In [1]:
# Alright, let's start with some easy stuff. Get the top volume of a stock in yesterday, 3 days, 5 days , 15 days and 30 days.
import pandas as pd
import numpy as np
import matplotlib.pyplot as plt
import os
from tqdm import tqdm
import multiprocessing
from multiprocessing import Pool


In [2]:
def get_top_volume(file):
    # Get symbol
    symbol = os.path.splitext(file)[0]
    df = pd.read_csv(os.path.join(Data_Path, file))
    # The dataframe should be sorted by datetime already, but just to be sure, sort it again.
    df = df.sort_values(by='datetime', ascending=False)
    # Get volume of yesterday
    yesterday_volume = df.iloc[0]['volume'].mean()
    # Get volume average of 3 days
    volume_3_days = df.iloc[0:3]['volume'].mean()
    # Get volume of 5 days
    volume_5_days = df.iloc[0:5]['volume'].mean()
    # Get volume of 15 days
    volume_15_days = df.iloc[0:15]['volume'].mean()
    # Get volume of 30 days
    volume_30_days = df.iloc[0:30]['volume'].mean()
    # Append to result
    data = {
        'symbol': symbol,
        'yesterday_volume': yesterday_volume,
        'volume_3_days': volume_3_days,
        'volume_5_days': volume_5_days,
        'volume_15_days': volume_15_days,
        'volume_30_days': volume_30_days
    }
    return data

In [3]:
# Idea is simple. Read in each file, caculate volume of yesterday, 3 days, 5 days, 15 days and 30 days.
# This should be easy to do with a multiprocessing, but I will use tranditional approach for now.
# For references, the production data's csv has the following columns:
# open,high,low,close,volume,timestamp,datetime

# This is Mac data path
#Data_Path = '/Users/Arthur/Developer/Trading/Data/Daily/Production'
# This is WSL2 data path
Data_Path = '/home/arthur/Developer/Trading/Data/Daily/Production'
Working_Path = os.getcwd()
# Get file list
file_list = [f for f in os.listdir(Data_Path) if f.endswith('.csv')]
# Get symbol list
symbol_list = [os.path.splitext(f)[0] for f in file_list]
pd.options.display.float_format = '{:,.2f}'.format
# file_list = ['AAPL.csv', 'SPY.csv', 'GOOG.csv', 'MSFT.csv']

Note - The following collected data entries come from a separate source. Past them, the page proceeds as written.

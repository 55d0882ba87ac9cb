//! Error types for the combat engine.

use thiserror::Error;

use crate::materials::MaterialKind;

/// Result type alias using [`GameError`].
pub type Result<T> = std::result::Result<T, GameError>;

/// Top-level error type for engine precondition violations.
///
/// These are caller mistakes (bad wave index, empty roster), not rejected
/// player commands. Rejected upgrades are reported through
/// [`UpgradeRejection`] instead.
#[derive(Debug, Error, Clone, PartialEq, Eq)]
pub enum GameError {
    /// Waves are numbered from 1.
    #[error("Invalid wave index: {0} (waves start at 1)")]
    InvalidWaveIndex(u32),

    /// A wave was started without any players.
    #[error("Cannot run a wave with an empty party")]
    EmptyParty,

    /// A wave did not resolve within the configured number of rounds.
    #[error("Wave {wave} did not resolve within {limit} rounds")]
    RoundLimitExceeded {
        /// Wave index that ran away.
        wave: u32,
        /// Configured round limit.
        limit: u32,
    },

    /// Collaborator input did not name a known upgrade.
    #[error("Unknown upgrade choice: {0:?}")]
    UnknownUpgrade(String),

    /// Collaborator input did not name a known role.
    #[error("Unknown role choice: {0:?}")]
    UnknownRole(String),

    /// A player index was outside the roster.
    #[error("Player index {index} out of range (party of {len})")]
    InvalidPlayerIndex {
        /// Requested index.
        index: usize,
        /// Party size.
        len: usize,
    },

    /// The session already ended with a lost wave.
    #[error("Session is over after wave {0}")]
    SessionOver(u32),
}

/// Why an upgrade request was refused.
///
/// A rejection leaves the player untouched; the caller reports it and
/// carries on.
#[derive(Debug, Error, Clone, Copy, PartialEq, Eq)]
pub enum UpgradeRejection {
    /// Defeated players cannot craft.
    #[error("Player is defeated and cannot upgrade")]
    PlayerDefeated,

    /// Not enough of one material.
    #[error("Insufficient materials: need {required} {kind}, have {available}")]
    InsufficientMaterials {
        /// The first material that was short.
        kind: MaterialKind,
        /// Amount required.
        required: u32,
        /// Amount available.
        available: u32,
    },

    /// The upgrade exists only in another game variant.
    #[error("Upgrade is not available in this game variant")]
    UnavailableInVariant,
}
//! Wave orchestration: generate, fight to the end, pay out drops.
//!
//! The orchestrator borrows the party for the duration of one wave and
//! hands it back when the wave is decided. On victory every monster in the
//! wave rolls 0-2 of each material; the totals are split evenly between the
//! surviving players and any remainder is discarded.

use rand::Rng;
use serde::{Deserialize, Serialize};

use crate::combat::{evaluate, run_round};
use crate::combatant::{count_alive, Player};
use crate::error::{GameError, Result};
use crate::events::{NullObserver, RosterSnapshot, RoundOutcome, WaveObserver};
use crate::materials::{Inventory, MaterialKind};
use crate::wave::generate_wave;

/// Largest amount of one material a single monster can drop.
pub const MAX_DROP_PER_MONSTER: u32 = 2;

/// Default cap on rounds per wave.
pub const DEFAULT_ROUND_LIMIT: u32 = 10_000;

/// Tunables for wave resolution.
#[derive(Debug, Clone, Copy, PartialEq, Eq, Serialize, Deserialize)]
pub struct WaveConfig {
    /// Rounds after which an undecided wave is reported as an error.
    pub round_limit: u32,
}

impl Default for WaveConfig {
    fn default() -> Self {
        Self {
            round_limit: DEFAULT_ROUND_LIMIT,
        }
    }
}

/// Outcome of one wave.
#[derive(Debug, Clone, PartialEq, Eq, Serialize, Deserialize)]
pub struct WaveResult {
    /// Wave index that was fought.
    pub wave_index: u32,
    /// True if the party survived.
    pub players_won: bool,
    /// Rounds it took to decide the wave.
    pub rounds: u32,
    /// Monsters in the wave.
    pub monster_count: usize,
    /// Players still standing at the end.
    pub survivors: usize,
    /// Total materials dropped by the wave (zero on defeat).
    pub material_drops: Inventory,
    /// Amount of each material every survivor received.
    pub share_per_player: Inventory,
    /// Remainder that could not be split evenly.
    pub discarded: Inventory,
}

/// Roll the material drops for a defeated wave.
///
/// For each material in [`MaterialKind::ALL`] order, every monster rolls
/// `0..=MAX_DROP_PER_MONSTER`.
pub fn roll_drops<R: Rng + ?Sized>(monster_count: usize, rng: &mut R) -> Inventory {
    let mut drops = Inventory::default();
    for kind in MaterialKind::ALL {
        let total: u32 = (0..monster_count)
            .map(|_| rng.gen_range(0..=MAX_DROP_PER_MONSTER))
            .sum();
        drops.add(kind, total);
    }
    drops
}

/// Split `drops` evenly between the living players.
///
/// Each survivor gets `total / survivors` of every material. Returns the
/// per-player share and the discarded remainder. With no survivors nothing
/// is handed out and everything is discarded.
pub fn distribute_drops(players: &mut [Player], drops: &Inventory) -> (Inventory, Inventory) {
    let survivors = u32::try_from(count_alive(players)).unwrap_or(u32::MAX);
    if survivors == 0 {
        return (Inventory::default(), *drops);
    }

    let mut share = Inventory::default();
    let mut discarded = Inventory::default();
    for (kind, total) in drops.iter() {
        share.add(kind, total / survivors);
        discarded.add(kind, total % survivors);
    }

    for player in players.iter_mut().filter(|p| p.stats.is_alive()) {
        player.inventory.add_all(&share);
    }
    (share, discarded)
}

/// Run a full wave with the default [`WaveConfig`] and no observer.
pub fn run_wave<R: Rng + ?Sized>(
    players: &mut [Player],
    index: u32,
    rng: &mut R,
) -> Result<WaveResult> {
    run_wave_with(players, index, &WaveConfig::default(), rng, &mut NullObserver)
}

/// Run a full wave.
///
/// Generates the wave, resolves rounds until one side is wiped (reporting
/// each round to `observer`), then distributes drops on victory.
///
/// # Errors
///
/// - [`GameError::EmptyParty`] if `players` is empty.
/// - [`GameError::InvalidWaveIndex`] for index 0.
/// - [`GameError::RoundLimitExceeded`] if the wave is still undecided after
///   `config.round_limit` rounds.
pub fn run_wave_with<R, O>(
    players: &mut [Player],
    index: u32,
    config: &WaveConfig,
    rng: &mut R,
    observer: &mut O,
) -> Result<WaveResult>
where
    R: Rng + ?Sized,
    O: WaveObserver + ?Sized,
{
    if players.is_empty() {
        return Err(GameError::EmptyParty);
    }

    let mut wave = generate_wave(index, rng)?;
    tracing::info!(
        wave = index,
        monsters = wave.len(),
        boss = wave.has_boss(),
        players_alive = count_alive(players),
        "Wave started"
    );
    observer.on_wave_start(&wave);

    let mut rounds = 0;
    let mut outcome = evaluate(players, &wave.monsters);
    while !outcome.is_decisive() {
        if rounds >= config.round_limit {
            tracing::warn!(wave = index, rounds, "Wave exceeded round limit");
            return Err(GameError::RoundLimitExceeded {
                wave: index,
                limit: config.round_limit,
            });
        }
        rounds += 1;
        let report = run_round(players, &mut wave.monsters, rounds, rng);
        outcome = report.outcome;
        observer.on_round(&report, &RosterSnapshot::capture(players, &wave.monsters));
    }

    let players_won = outcome == RoundOutcome::PlayersWon;
    let (material_drops, share_per_player, discarded) = if players_won {
        let drops = roll_drops(wave.len(), rng);
        let (share, discarded) = distribute_drops(players, &drops);
        (drops, share, discarded)
    } else {
        Default::default()
    };

    let result = WaveResult {
        wave_index: index,
        players_won,
        rounds,
        monster_count: wave.len(),
        survivors: count_alive(players),
        material_drops,
        share_per_player,
        discarded,
    };

    tracing::info!(
        wave = index,
        players_won,
        rounds,
        survivors = result.survivors,
        drops = %result.material_drops,
        "Wave finished"
    );
    observer.on_wave_end(&result);
    Ok(result)
}
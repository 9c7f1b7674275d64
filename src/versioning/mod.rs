//! Accept-header API versioning.
//!
//! Every resource that declares a version list gets one route per blueprint
//! action. Each route negotiates the representation from the `Accept`
//! header: the latest version is served by the resource's own store, older
//! versions by registered transforms.
//!
//! ```text
//! versioning/
//! ├── registry     - VersionConfig loading and validation
//! ├── media_type   - (prefix, tag) <-> application/{prefix}.{tag}+json
//! ├── negotiate    - Accept header matching
//! ├── dispatch     - ActionKind, transform registry and lookup table
//! ├── gateway      - per-resource request gateway and routes
//! └── response     - success response with the negotiated content type
//! ```

pub mod dispatch;
pub mod gateway;
pub mod media_type;
pub mod negotiate;
pub mod registry;
pub mod response;

use std::collections::HashSet;
use std::future::Future;
use std::sync::Arc;

use axum::Router;
use serde_json::Value;

use crate::errors::{AppError, ConfigError};
use crate::store::{ActionInput, ResourceStore};

pub use dispatch::{handler_name, ActionKind, DispatchTable, TransformRegistry};
pub use gateway::ResourceGateway;
pub use media_type::{media_type, parse_version_tag, MediaType};
pub use negotiate::{negotiate, AcceptHeader, Negotiation};
pub use registry::{load_version_config, VersionConfig};
pub use response::respond_ok;

/// A resource as the host defines it. Without a version declaration the
/// resource is left alone.
pub struct ResourceDefinition {
    pub name: String,
    pub version_config: Option<Value>,
    pub store: Arc<dyn ResourceStore>,
}

impl ResourceDefinition {
    pub fn new(name: impl Into<String>, store: Arc<dyn ResourceStore>) -> Self {
        Self {
            name: name.into(),
            version_config: None,
            store,
        }
    }

    pub fn with_version_config(mut self, raw: Value) -> Self {
        self.version_config = Some(raw);
        self
    }
}

/// Collects resources and transforms, then binds the versioned routes once.
#[derive(Default)]
pub struct ApiVersioning {
    resources: Vec<ResourceDefinition>,
    transforms: TransformRegistry,
    strict_transforms: bool,
}

impl ApiVersioning {
    pub fn new() -> Self {
        Self::default()
    }

    /// Treat a missing transform as a startup error instead of logging it.
    pub fn strict_transforms(mut self, strict: bool) -> Self {
        self.strict_transforms = strict;
        self
    }

    pub fn resource(mut self, resource: ResourceDefinition) -> Self {
        self.resources.push(resource);
        self
    }

    pub fn transform<F, Fut>(
        mut self,
        version: &str,
        resource: &str,
        action: ActionKind,
        transform: F,
    ) -> Self
    where
        F: Fn(ActionInput) -> Fut + Send + Sync + 'static,
        Fut: Future<Output = Result<Value, AppError>> + Send + 'static,
    {
        self.transforms.register(version, resource, action, transform);
        self
    }

    pub fn transforms(mut self, registry: TransformRegistry) -> Self {
        self.transforms.merge(registry);
        self
    }

    /// Validates every declaration and builds the routes.
    #[tracing::instrument(name = "bind_versioned_routes", skip(self), fields(resources = self.resources.len(), transforms = self.transforms.len()))]
    pub fn build(self) -> Result<Router, ConfigError> {
        let mut pending = self.transforms.into_inner();
        let mut seen = HashSet::new();
        let mut router = Router::new();

        for resource in self.resources {
            if !seen.insert(resource.name.clone()) {
                return Err(ConfigError::DuplicateResource {
                    resource: resource.name,
                });
            }

            if resource.version_config.is_none() {
                tracing::debug!(
                    "Model '{}' doesn't define the 'versionConfig' key, *not* enabling API versioning for this model.",
                    resource.name
                );
                continue;
            }

            if !dispatch::is_plain_segment(&resource.name) {
                return Err(ConfigError::InvalidResourceName {
                    resource: resource.name,
                });
            }

            let config = load_version_config(&resource.name, resource.version_config.as_ref())?;
            let dispatch = DispatchTable::build(
                &resource.name,
                &config,
                &mut pending,
                self.strict_transforms,
            )?;
            let gateway = ResourceGateway::new(&resource.name, config, resource.store, dispatch)?;
            tracing::info!(
                resource = %gateway.name(),
                versions = ?gateway.config().versions(),
                latest = %gateway.config().latest_version(),
                "API versioning enabled"
            );
            router = router.merge(Arc::new(gateway).into_router());
        }

        if let Some(key) = pending.keys().next() {
            return Err(ConfigError::UnknownResource {
                resource: key.resource.clone(),
                handler: key.handler_name(),
            });
        }

        Ok(router)
    }
}
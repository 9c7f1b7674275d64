//! The `user` resource served by the binary.
//!
//! v3 is the native shape. v2 consumers never saw `address`, v1 consumers
//! saw neither `address` nor `phone`.

use std::sync::Arc;

use serde_json::{json, Value};

use crate::errors::AppError;
use crate::store::{run_native, MemoryStore, ResourceStore};
use crate::versioning::{ActionKind, ResourceDefinition, TransformRegistry};

pub const RESOURCE: &str = "user";
pub const PREFIX: &str = "vnd.example.user";

/// Fields each legacy version does not know about.
const LEGACY_HIDDEN: [(&str, &[&str]); 2] = [("v1", &["address", "phone"]), ("v2", &["address"])];

pub fn version_config() -> Value {
    json!({
        "versions": ["v1", "v2", "v3"],
        "representationPrefix": PREFIX,
    })
}

pub async fn seed_store() -> Result<MemoryStore, AppError> {
    MemoryStore::new(RESOURCE)
        .with_records([
            json!({ "name": "Ada Lovelace", "phone": "555-0100", "address": "12 St James's Square" }),
            json!({ "name": "Grace Hopper", "phone": "555-0199", "address": "1 Navy Yard" }),
        ])
        .await
}

/// Definition plus the complete set of legacy transforms.
#[tracing::instrument(name = "user_resource", skip(store))]
pub fn user_resource(store: Arc<dyn ResourceStore>) -> (ResourceDefinition, TransformRegistry) {
    let mut transforms = TransformRegistry::new();

    for (version, hidden) in LEGACY_HIDDEN {
        for action in ActionKind::ALL {
            let store = store.clone();
            transforms.register(version, RESOURCE, action, move |input| {
                let store = store.clone();
                async move {
                    let native = run_native(store.as_ref(), action, input).await?;
                    Ok(hide_fields(native.unwrap_or(Value::Null), hidden))
                }
            });
        }
    }

    let definition = ResourceDefinition::new(RESOURCE, store).with_version_config(version_config());
    (definition, transforms)
}

/// Removes `fields` from a record or from every record of a list.
pub fn hide_fields(mut value: Value, fields: &[&str]) -> Value {
    match &mut value {
        Value::Array(records) => {
            for record in records.iter_mut() {
                if let Some(map) = record.as_object_mut() {
                    fields.iter().for_each(|f| {
                        map.remove(*f);
                    });
                }
            }
        }
        Value::Object(map) => fields.iter().for_each(|f| {
            map.remove(*f);
        }),
        _ => {}
    }
    value
}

top_volume_list =pd.DataFrame()
# with Pool(processes = os.cpu_count()) as pool:
#     for result in tqdm(pool.imap_unordered(get_top_volume, file_list), total=len(file_list)):
#         top_volume_list = top_volume_list.append(result)
pool = Pool(processes=os.cpu_count())
result = [f for f in tqdm(pool.imap_unordered(get_top_volume, file_list), total=len(file_list))]
pool.close()
pool.join()

top_volume_list = pd.DataFrame(result)
top_volume_list.to_csv(os.path.join(Working_Path,'top_volume_list.csv'), index=False)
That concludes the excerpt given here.